▶ Work required
Please state how many lines of the material contain "maps", giving nothing but the number.
(Input data)
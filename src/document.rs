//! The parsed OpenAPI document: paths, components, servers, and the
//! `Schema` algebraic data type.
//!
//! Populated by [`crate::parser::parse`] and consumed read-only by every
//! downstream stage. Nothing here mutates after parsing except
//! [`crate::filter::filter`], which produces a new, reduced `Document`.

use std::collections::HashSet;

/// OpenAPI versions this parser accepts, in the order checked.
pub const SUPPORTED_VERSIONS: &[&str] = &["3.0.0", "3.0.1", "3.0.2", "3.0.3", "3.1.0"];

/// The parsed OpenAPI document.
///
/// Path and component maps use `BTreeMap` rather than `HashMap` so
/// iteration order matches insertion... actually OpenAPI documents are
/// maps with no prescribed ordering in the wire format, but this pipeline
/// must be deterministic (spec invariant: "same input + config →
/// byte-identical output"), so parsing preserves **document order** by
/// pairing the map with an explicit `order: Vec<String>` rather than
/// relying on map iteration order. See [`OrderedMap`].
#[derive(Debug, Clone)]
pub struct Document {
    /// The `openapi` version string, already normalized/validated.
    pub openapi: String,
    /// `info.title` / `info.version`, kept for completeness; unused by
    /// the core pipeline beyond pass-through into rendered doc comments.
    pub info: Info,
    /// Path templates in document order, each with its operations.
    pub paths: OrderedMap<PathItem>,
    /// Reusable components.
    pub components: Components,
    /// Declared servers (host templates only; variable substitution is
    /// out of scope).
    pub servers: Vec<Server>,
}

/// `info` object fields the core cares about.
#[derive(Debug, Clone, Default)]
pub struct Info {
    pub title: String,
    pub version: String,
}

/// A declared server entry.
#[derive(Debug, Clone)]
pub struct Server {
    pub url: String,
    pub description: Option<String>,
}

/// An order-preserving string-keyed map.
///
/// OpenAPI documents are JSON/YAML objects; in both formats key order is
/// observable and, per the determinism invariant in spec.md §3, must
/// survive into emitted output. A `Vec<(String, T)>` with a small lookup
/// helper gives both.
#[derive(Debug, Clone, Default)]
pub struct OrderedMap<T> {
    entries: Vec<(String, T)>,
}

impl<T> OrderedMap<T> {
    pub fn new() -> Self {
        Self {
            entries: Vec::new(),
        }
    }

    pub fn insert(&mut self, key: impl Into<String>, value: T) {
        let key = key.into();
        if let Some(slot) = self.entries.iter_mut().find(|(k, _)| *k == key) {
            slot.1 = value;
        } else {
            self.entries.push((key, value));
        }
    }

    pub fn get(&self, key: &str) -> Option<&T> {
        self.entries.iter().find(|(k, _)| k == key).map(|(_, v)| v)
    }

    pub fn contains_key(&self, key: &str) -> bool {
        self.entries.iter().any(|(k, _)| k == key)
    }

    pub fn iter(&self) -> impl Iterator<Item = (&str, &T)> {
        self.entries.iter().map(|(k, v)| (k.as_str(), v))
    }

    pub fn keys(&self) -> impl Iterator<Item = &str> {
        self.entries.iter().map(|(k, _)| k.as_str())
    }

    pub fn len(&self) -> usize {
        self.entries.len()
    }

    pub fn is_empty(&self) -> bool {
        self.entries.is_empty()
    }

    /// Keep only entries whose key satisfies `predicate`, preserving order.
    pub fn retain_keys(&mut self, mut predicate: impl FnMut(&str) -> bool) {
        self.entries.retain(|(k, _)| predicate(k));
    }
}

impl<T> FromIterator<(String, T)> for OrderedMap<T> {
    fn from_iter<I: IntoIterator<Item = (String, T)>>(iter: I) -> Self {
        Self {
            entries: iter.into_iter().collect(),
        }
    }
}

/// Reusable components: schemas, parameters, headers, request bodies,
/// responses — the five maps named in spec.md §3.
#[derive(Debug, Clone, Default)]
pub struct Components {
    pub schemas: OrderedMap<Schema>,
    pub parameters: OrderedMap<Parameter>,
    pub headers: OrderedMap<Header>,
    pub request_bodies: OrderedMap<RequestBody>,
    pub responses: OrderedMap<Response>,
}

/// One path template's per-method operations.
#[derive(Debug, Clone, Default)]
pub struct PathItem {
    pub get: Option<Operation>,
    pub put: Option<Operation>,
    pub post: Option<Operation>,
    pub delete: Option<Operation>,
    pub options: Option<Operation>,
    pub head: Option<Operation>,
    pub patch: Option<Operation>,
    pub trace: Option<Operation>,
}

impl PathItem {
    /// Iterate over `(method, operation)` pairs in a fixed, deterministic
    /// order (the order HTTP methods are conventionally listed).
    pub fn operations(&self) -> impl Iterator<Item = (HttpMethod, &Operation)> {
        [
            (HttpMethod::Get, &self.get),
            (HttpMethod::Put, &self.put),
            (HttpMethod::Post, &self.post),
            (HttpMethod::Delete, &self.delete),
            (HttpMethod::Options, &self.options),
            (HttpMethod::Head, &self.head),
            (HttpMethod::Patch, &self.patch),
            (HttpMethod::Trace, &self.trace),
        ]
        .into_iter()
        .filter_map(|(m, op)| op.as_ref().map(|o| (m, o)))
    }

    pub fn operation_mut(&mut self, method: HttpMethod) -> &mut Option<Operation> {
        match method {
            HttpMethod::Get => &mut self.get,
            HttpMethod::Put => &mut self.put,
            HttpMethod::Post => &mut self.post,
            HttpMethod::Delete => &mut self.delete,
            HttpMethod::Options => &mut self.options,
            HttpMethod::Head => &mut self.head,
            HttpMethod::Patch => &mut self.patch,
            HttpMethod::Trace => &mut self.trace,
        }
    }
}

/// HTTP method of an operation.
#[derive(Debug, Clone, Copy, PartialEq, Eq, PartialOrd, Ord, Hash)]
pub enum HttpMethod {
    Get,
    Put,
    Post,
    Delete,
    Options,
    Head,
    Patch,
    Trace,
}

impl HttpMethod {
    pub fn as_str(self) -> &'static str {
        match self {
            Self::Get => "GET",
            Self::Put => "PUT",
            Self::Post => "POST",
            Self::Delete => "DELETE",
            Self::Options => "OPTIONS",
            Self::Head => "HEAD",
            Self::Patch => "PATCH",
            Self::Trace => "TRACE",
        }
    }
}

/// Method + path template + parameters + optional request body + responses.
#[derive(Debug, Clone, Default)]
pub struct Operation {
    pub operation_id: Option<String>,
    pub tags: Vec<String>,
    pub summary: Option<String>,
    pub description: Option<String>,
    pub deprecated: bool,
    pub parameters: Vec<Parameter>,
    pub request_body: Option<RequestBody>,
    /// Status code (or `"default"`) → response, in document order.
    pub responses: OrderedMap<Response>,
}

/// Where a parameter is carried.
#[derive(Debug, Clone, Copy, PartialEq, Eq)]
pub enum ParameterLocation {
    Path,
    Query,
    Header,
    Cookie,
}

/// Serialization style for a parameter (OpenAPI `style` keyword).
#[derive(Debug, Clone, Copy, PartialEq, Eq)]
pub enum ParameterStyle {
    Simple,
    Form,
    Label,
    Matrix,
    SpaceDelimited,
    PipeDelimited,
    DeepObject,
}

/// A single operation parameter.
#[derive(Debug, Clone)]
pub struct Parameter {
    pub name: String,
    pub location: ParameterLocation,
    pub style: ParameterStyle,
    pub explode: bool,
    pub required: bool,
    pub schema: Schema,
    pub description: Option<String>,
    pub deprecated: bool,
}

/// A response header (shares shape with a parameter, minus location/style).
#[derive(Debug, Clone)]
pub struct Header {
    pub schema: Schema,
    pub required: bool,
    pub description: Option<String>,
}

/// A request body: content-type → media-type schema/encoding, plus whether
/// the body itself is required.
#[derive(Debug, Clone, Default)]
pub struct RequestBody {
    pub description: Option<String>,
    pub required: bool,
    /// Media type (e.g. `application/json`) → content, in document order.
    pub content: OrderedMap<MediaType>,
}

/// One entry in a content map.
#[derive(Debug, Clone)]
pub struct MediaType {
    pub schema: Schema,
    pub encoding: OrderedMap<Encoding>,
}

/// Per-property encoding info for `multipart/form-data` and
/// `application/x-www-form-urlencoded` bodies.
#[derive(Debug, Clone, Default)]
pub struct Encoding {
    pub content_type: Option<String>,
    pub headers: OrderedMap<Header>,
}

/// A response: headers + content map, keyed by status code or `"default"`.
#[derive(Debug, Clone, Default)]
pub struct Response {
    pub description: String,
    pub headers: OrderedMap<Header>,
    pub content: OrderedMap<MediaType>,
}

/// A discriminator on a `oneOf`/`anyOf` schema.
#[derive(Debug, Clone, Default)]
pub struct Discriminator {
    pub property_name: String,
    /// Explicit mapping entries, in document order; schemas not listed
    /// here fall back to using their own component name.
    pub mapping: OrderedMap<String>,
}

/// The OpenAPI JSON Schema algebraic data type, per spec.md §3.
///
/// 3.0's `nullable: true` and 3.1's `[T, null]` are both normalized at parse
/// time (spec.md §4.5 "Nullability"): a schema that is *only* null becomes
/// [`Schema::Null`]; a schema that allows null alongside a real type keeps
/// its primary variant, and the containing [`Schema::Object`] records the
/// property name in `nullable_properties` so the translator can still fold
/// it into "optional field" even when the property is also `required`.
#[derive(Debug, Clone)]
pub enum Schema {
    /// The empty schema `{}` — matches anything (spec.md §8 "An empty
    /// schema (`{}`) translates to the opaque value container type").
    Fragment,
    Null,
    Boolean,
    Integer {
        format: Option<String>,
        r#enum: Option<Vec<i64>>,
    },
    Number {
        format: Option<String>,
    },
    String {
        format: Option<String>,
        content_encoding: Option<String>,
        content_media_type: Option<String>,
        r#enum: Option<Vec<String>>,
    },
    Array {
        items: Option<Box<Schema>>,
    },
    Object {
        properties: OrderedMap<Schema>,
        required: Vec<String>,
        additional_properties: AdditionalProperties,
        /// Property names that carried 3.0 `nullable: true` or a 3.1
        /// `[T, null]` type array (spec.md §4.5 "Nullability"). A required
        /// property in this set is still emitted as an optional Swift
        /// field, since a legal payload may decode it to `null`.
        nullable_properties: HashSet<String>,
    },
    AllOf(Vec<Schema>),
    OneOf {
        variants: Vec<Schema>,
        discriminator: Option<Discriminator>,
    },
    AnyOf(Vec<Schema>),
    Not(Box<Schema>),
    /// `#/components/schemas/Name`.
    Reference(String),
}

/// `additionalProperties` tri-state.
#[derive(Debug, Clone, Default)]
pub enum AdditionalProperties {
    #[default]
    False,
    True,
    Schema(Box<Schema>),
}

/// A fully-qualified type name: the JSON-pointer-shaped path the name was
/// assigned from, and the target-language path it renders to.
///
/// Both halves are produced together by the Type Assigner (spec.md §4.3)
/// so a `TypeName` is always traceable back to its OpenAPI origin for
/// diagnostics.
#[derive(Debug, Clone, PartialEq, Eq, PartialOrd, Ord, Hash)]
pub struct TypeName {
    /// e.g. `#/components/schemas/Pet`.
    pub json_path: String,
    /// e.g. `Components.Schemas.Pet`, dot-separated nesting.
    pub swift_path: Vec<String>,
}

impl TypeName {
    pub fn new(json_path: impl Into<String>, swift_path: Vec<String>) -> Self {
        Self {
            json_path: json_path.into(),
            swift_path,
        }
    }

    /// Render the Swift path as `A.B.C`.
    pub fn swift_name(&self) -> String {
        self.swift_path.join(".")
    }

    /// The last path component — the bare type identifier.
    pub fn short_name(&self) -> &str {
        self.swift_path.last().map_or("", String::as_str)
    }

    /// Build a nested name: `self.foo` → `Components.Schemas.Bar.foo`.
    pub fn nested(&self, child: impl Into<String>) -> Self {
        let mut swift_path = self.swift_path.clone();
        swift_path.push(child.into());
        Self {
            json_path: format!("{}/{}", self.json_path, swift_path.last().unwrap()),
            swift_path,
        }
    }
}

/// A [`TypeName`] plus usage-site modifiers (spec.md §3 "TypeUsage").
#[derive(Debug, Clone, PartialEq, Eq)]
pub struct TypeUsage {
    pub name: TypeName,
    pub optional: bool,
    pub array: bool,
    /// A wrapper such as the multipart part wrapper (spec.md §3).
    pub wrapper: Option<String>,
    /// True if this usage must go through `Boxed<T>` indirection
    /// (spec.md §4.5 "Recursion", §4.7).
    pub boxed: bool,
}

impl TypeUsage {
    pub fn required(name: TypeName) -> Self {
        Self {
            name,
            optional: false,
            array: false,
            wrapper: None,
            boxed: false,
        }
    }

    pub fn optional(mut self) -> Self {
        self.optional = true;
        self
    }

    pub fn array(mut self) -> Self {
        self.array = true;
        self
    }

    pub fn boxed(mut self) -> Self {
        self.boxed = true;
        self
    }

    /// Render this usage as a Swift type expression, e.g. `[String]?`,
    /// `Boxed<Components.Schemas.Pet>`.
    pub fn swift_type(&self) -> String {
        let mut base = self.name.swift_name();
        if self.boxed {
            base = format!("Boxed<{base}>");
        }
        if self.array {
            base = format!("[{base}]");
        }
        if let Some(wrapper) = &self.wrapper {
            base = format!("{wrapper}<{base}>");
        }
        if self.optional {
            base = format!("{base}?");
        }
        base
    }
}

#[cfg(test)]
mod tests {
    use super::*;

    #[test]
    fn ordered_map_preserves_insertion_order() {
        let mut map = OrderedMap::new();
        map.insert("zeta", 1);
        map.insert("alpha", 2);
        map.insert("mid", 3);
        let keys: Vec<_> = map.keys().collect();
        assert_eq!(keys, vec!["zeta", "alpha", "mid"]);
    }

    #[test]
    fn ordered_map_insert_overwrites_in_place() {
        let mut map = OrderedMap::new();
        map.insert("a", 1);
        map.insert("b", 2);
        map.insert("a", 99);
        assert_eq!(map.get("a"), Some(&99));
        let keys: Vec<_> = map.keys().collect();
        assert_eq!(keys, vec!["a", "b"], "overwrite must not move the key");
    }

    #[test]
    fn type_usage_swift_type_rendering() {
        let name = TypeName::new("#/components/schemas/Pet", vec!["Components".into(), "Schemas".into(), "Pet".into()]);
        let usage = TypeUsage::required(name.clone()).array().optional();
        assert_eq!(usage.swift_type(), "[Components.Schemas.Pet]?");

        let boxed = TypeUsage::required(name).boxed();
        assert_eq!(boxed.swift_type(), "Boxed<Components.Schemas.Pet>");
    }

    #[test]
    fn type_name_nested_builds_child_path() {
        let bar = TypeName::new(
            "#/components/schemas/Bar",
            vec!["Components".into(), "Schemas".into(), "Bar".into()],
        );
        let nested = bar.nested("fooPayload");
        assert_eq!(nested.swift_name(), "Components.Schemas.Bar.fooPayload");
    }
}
(End Input data)
▶ Task answer
3